Prompt:
Write out, word for word, the first line of the data below and every line after it through the one containing "pub(super) fn parse(package: &Package)".

[Dataset entries]
use std::collections::HashMap;

use super::{Package, WML_NS};

const STYLES_PART: &str = "word/styles.xml";

#[derive(Clone, Copy, Debug, PartialEq, Eq)]
pub enum StyleKind {
    Paragraph,
    Character,
    Table,
    Numbering,
}

impl StyleKind {
    fn parse(val: &str) -> Option<StyleKind> {
        match val {
            "paragraph" => Some(StyleKind::Paragraph),
            "character" => Some(StyleKind::Character),
            "table" => Some(StyleKind::Table),
            "numbering" => Some(StyleKind::Numbering),
            _ => None,
        }
    }
}

#[derive(Clone, Debug)]
pub struct StyleDef {
    pub id: String,
    pub name: String,
    pub kind: StyleKind,
    pub is_default: bool,
    pub based_on: Option<String>,
}

/// Styles declared in `word/styles.xml`, keyed by style id.
#[derive(Clone, Debug, Default)]
pub struct StyleCatalog {
    styles: HashMap<String, StyleDef>,
}

/// Table-of-contents styles: Word's built-ins are stored as `toc 1`..`toc 9`
/// and `TOC Heading`; ids are `TOC1`.. and `TOCHeading`. The prefix has to
/// end a word, so `Tocata` is not one.
pub fn is_toc_style(name: &str) -> bool {
    let Some(prefix) = name.get(..3) else {
        return false;
    };
    if !prefix.eq_ignore_ascii_case("toc") {
        return false;
    }
    match name[3..].chars().next() {
        None => true,
        Some(c) if c.is_whitespace() || c.is_ascii_digit() => true,
        Some(c) => prefix == "TOC" && c.is_uppercase(),
    }
}

fn wml<'a>(node: roxmltree::Node<'a, 'a>, name: &str) -> Option<roxmltree::Node<'a, 'a>> {
    node.children()
        .find(|n| n.tag_name().name() == name && n.tag_name().namespace() == Some(WML_NS))
}

fn wml_attr<'a>(node: roxmltree::Node<'a, 'a>, child: &str) -> Option<&'a str> {
    wml(node, child).and_then(|n| n.attribute((WML_NS, "val")))
}

impl StyleCatalog {
    pub(super) fn parse(package: &Package) -> StyleCatalog {
        let mut styles = HashMap::new();

        let Some(xml_content) = package.part_text(STYLES_PART) else {
            return StyleCatalog { styles };
        };
        let Ok(xml) = roxmltree::Document::parse(&xml_content) else {
            log::warn!("Could not parse {STYLES_PART}, continuing without a style catalog");
            return StyleCatalog { styles };
        };

        for style_node in xml.root_element().children() {
            if style_node.tag_name().name() != "style"
                || style_node.tag_name().namespace() != Some(WML_NS)
            {
                continue;
            }
            let Some(id) = style_node.attribute((WML_NS, "styleId")) else {
                continue;
            };
            let kind = style_node
                .attribute((WML_NS, "type"))
                .and_then(StyleKind::parse)
                .unwrap_or(StyleKind::Paragraph);
            let is_default = style_node
                .attribute((WML_NS, "default"))
                .is_some_and(|v| v == "1" || v == "true");
            let name = wml_attr(style_node, "name").unwrap_or(id).to_string();
            let based_on = wml_attr(style_node, "basedOn").map(str::to_string);

            styles.insert(
                id.to_string(),
                StyleDef {
                    id: id.to_string(),
                    name,
                    kind,
                    is_default,
                    based_on,
                },
            );
        }

        StyleCatalog { styles }
    }

    pub fn len(&self) -> usize {
        self.styles.len()
    }

    pub fn is_empty(&self) -> bool {
        self.styles.is_empty()
    }

    pub fn get(&self, id: &str) -> Option<&StyleDef> {
        self.styles.get(id)
    }

    pub fn name_of(&self, id: &str) -> Option<&str> {
        self.styles.get(id).map(|s| s.name.as_str())
    }

    /// Case-insensitive lookup by display name, then by id.
    pub fn find_by_name(&self, name: &str, kind: StyleKind) -> Option<&StyleDef> {
        let mut candidates: Vec<&StyleDef> =
            self.styles.values().filter(|s| s.kind == kind).collect();
        candidates.sort_by(|a, b| a.id.cmp(&b.id));
        candidates
            .iter()
            .find(|s| s.name.eq_ignore_ascii_case(name))
            .or_else(|| candidates.iter().find(|s| s.id.eq_ignore_ascii_case(name)))
            .copied()
    }

    pub fn default_paragraph_style(&self) -> Option<&StyleDef> {
        self.styles
            .values()
            .find(|s| s.kind == StyleKind::Paragraph && s.is_default)
    }
}
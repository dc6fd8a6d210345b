use crate::error::Error;
use crate::model::{Paragraph, Run};
use crate::xml::XmlTree;

use super::index::{RunIndexStrategy, RunSpan};
use super::locate::MatchSpan;
use super::normalize::raw_offset;
use super::split::{carry_content, clone_with_text, split_run};

/// Splits `replacement` across the runs a match covered.
///
/// Returns `(covered run position, text)` pairs in order. Each run but the
/// last takes as many chars as it originally held, the last takes whatever
/// is left, and runs past the end of the replacement get nothing. Nothing
/// is returned when no run was covered.
pub fn distribute(covered_lengths: &[usize], replacement: &str) -> Vec<(usize, String)> {
    let chars: Vec<char> = replacement.chars().collect();
    let mut pieces = Vec::new();
    let mut pos = 0;
    for (i, &len) in covered_lengths.iter().enumerate() {
        if pos >= chars.len() {
            break;
        }
        let take = if i + 1 == covered_lengths.len() {
            chars.len() - pos
        } else {
            len.max(1).min(chars.len() - pos)
        };
        pieces.push((i, chars[pos..pos + take].iter().collect()));
        pos += take;
    }
    pieces
}

/// Splits the run behind `span` at a char offset of the flattened text.
fn split_span(tree: &mut XmlTree, span: RunSpan, at: usize) -> Result<(), Error> {
    let raw = span.run.text(tree);
    let offset = raw_offset(&raw, at - span.start);
    split_run(tree, span.run, offset)?;
    Ok(())
}

/// Replaces the text under `m` in the live paragraph.
///
/// Each replacement run takes the place of the covered run it was cloned
/// from, so runs inside a hyperlink are replaced inside that hyperlink.
/// Non-text content of a covered run (drawings, breaks, field characters)
/// moves into its replacement.
///
/// Returns `Ok(false)` when no run lies under the match. The index is rebuilt
/// after every structural change, so `m` must be expressed against the
/// paragraph as it is now.
pub fn replace_span(
    tree: &mut XmlTree,
    strategy: &dyn RunIndexStrategy,
    paragraph: Paragraph,
    m: MatchSpan,
    replacement: &str,
) -> Result<bool, Error> {
    let index = strategy.build(tree, paragraph);
    if m.end > index.len() {
        return Err(Error::StructuralInconsistency(format!(
            "match {}..{} runs past the paragraph's {} chars",
            m.start,
            m.end,
            index.len()
        )));
    }
    let Some(&first) = index.overlapping(m).first() else {
        return Ok(false);
    };
    if first.start < m.start {
        split_span(tree, first, m.start)?;
    }

    let index = strategy.build(tree, paragraph);
    if let Some(&last) = index.overlapping(m).last()
        && last.end > m.end
    {
        split_span(tree, last, m.end)?;
    }

    let covered = strategy.build(tree, paragraph).covered(m);
    if covered.is_empty() {
        return Ok(false);
    }

    let lengths: Vec<usize> = covered.iter().map(RunSpan::len).collect();
    let mut clones: Vec<Option<Run>> = vec![None; covered.len()];
    for (i, text) in distribute(&lengths, replacement) {
        clones[i] = Some(clone_with_text(tree, covered[i].run, &text));
    }
    for (span, clone) in covered.iter().zip(clones) {
        // a run the replacement never reached still hands over its
        // drawings and breaks, through an empty shell
        let (target, has_text) = match clone {
            Some(run) => (run, true),
            None => (clone_with_text(tree, span.run, ""), false),
        };
        let carried = carry_content(tree, span.run, target)?;
        if has_text || carried {
            span.run.insert_before(tree, target)?;
        }
    }
    for span in covered {
        span.run.remove(tree);
    }
    Ok(true)
}
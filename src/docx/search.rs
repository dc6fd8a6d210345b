//! Read-only lookups: paragraph text by index and text search.

use serde::Serialize;

use super::Document;
use crate::error::Error;
use crate::replace::{find_all, search_form};

#[derive(Clone, Debug, Serialize)]
pub struct ParagraphText {
    pub index: usize,
    pub text: String,
    pub style: Option<String>,
    pub in_table: bool,
}

/// Text, style name and table membership of paragraph `index`, counted over
/// every paragraph in document order (table cells included).
pub fn paragraph_text(doc: &Document, index: usize) -> Result<ParagraphText, Error> {
    let paragraph = doc.paragraph(index)?;
    let in_table = doc
        .located_paragraphs()
        .get(index)
        .is_some_and(|&(_, in_table)| in_table);
    Ok(ParagraphText {
        index,
        text: paragraph.text(doc.tree()),
        style: doc.paragraph_style_name(paragraph),
        in_table,
    })
}

#[derive(Clone, Debug, Serialize)]
pub struct TextHit {
    pub paragraph_index: usize,
    /// Char offset in the paragraph's search text (invisible characters
    /// removed, NBSP and tab read as a space).
    pub offset: usize,
    pub in_table: bool,
    pub context: String,
}

/// Lowercases char by char so offsets in the folded text line up with the
/// original.
fn fold_case(text: &str) -> String {
    text.chars()
        .map(|c| c.to_lowercase().next().unwrap_or(c))
        .collect()
}

fn is_word_char(c: char) -> bool {
    c.is_alphanumeric() || c == '_'
}

/// Every occurrence of `needle` in the document, overlapping ones included.
///
/// Text is compared the way replacement compares it, so a search for
/// `"total cost"` finds `"total\u{A0}cost"`. With `whole_word`, a hit must not
/// be preceded or followed by a letter, digit or underscore.
pub fn find_text(
    doc: &Document,
    needle: &str,
    match_case: bool,
    whole_word: bool,
) -> Result<Vec<TextHit>, Error> {
    let mut needle = search_form(needle);
    if needle.is_empty() {
        return Err(Error::InvalidArgument("search text cannot be empty".into()));
    }
    if !match_case {
        needle = fold_case(&needle);
    }

    let tree = doc.tree();
    let mut hits = Vec::new();
    for (paragraph_index, (paragraph, in_table)) in
        doc.located_paragraphs().into_iter().enumerate()
    {
        let text = paragraph.text(tree);
        let mut haystack = search_form(&text);
        if !match_case {
            haystack = fold_case(&haystack);
        }
        let chars: Vec<char> = haystack.chars().collect();

        for m in find_all(&haystack, &needle) {
            if whole_word {
                let before = m.start.checked_sub(1).map(|i| chars[i]);
                let after = chars.get(m.end).copied();
                if before.is_some_and(is_word_char) || after.is_some_and(is_word_char) {
                    continue;
                }
            }
            hits.push(TextHit {
                paragraph_index,
                offset: m.start,
                in_table,
                context: text.clone(),
            });
        }
    }

    log::debug!("Found {} hit(s) for {:?}", hits.len(), needle);
    Ok(hits)
}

Answer:
use std::collections::HashMap;

use super::{Package, WML_NS};

const STYLES_PART: &str = "word/styles.xml";

#[derive(Clone, Copy, Debug, PartialEq, Eq)]
pub enum StyleKind {
    Paragraph,
    Character,
    Table,
    Numbering,
}

impl StyleKind {
    fn parse(val: &str) -> Option<StyleKind> {
        match val {
            "paragraph" => Some(StyleKind::Paragraph),
            "character" => Some(StyleKind::Character),
            "table" => Some(StyleKind::Table),
            "numbering" => Some(StyleKind::Numbering),
            _ => None,
        }
    }
}

#[derive(Clone, Debug)]
pub struct StyleDef {
    pub id: String,
    pub name: String,
    pub kind: StyleKind,
    pub is_default: bool,
    pub based_on: Option<String>,
}

/// Styles declared in `word/styles.xml`, keyed by style id.
#[derive(Clone, Debug, Default)]
pub struct StyleCatalog {
    styles: HashMap<String, StyleDef>,
}

/// Table-of-contents styles: Word's built-ins are stored as `toc 1`..`toc 9`
/// and `TOC Heading`; ids are `TOC1`.. and `TOCHeading`. The prefix has to
/// end a word, so `Tocata` is not one.
pub fn is_toc_style(name: &str) -> bool {
    let Some(prefix) = name.get(..3) else {
        return false;
    };
    if !prefix.eq_ignore_ascii_case("toc") {
        return false;
    }
    match name[3..].chars().next() {
        None => true,
        Some(c) if c.is_whitespace() || c.is_ascii_digit() => true,
        Some(c) => prefix == "TOC" && c.is_uppercase(),
    }
}

fn wml<'a>(node: roxmltree::Node<'a, 'a>, name: &str) -> Option<roxmltree::Node<'a, 'a>> {
    node.children()
        .find(|n| n.tag_name().name() == name && n.tag_name().namespace() == Some(WML_NS))
}

fn wml_attr<'a>(node: roxmltree::Node<'a, 'a>, child: &str) -> Option<&'a str> {
    wml(node, child).and_then(|n| n.attribute((WML_NS, "val")))
}

impl StyleCatalog {
    pub(super) fn parse(package: &Package) -> StyleCatalog {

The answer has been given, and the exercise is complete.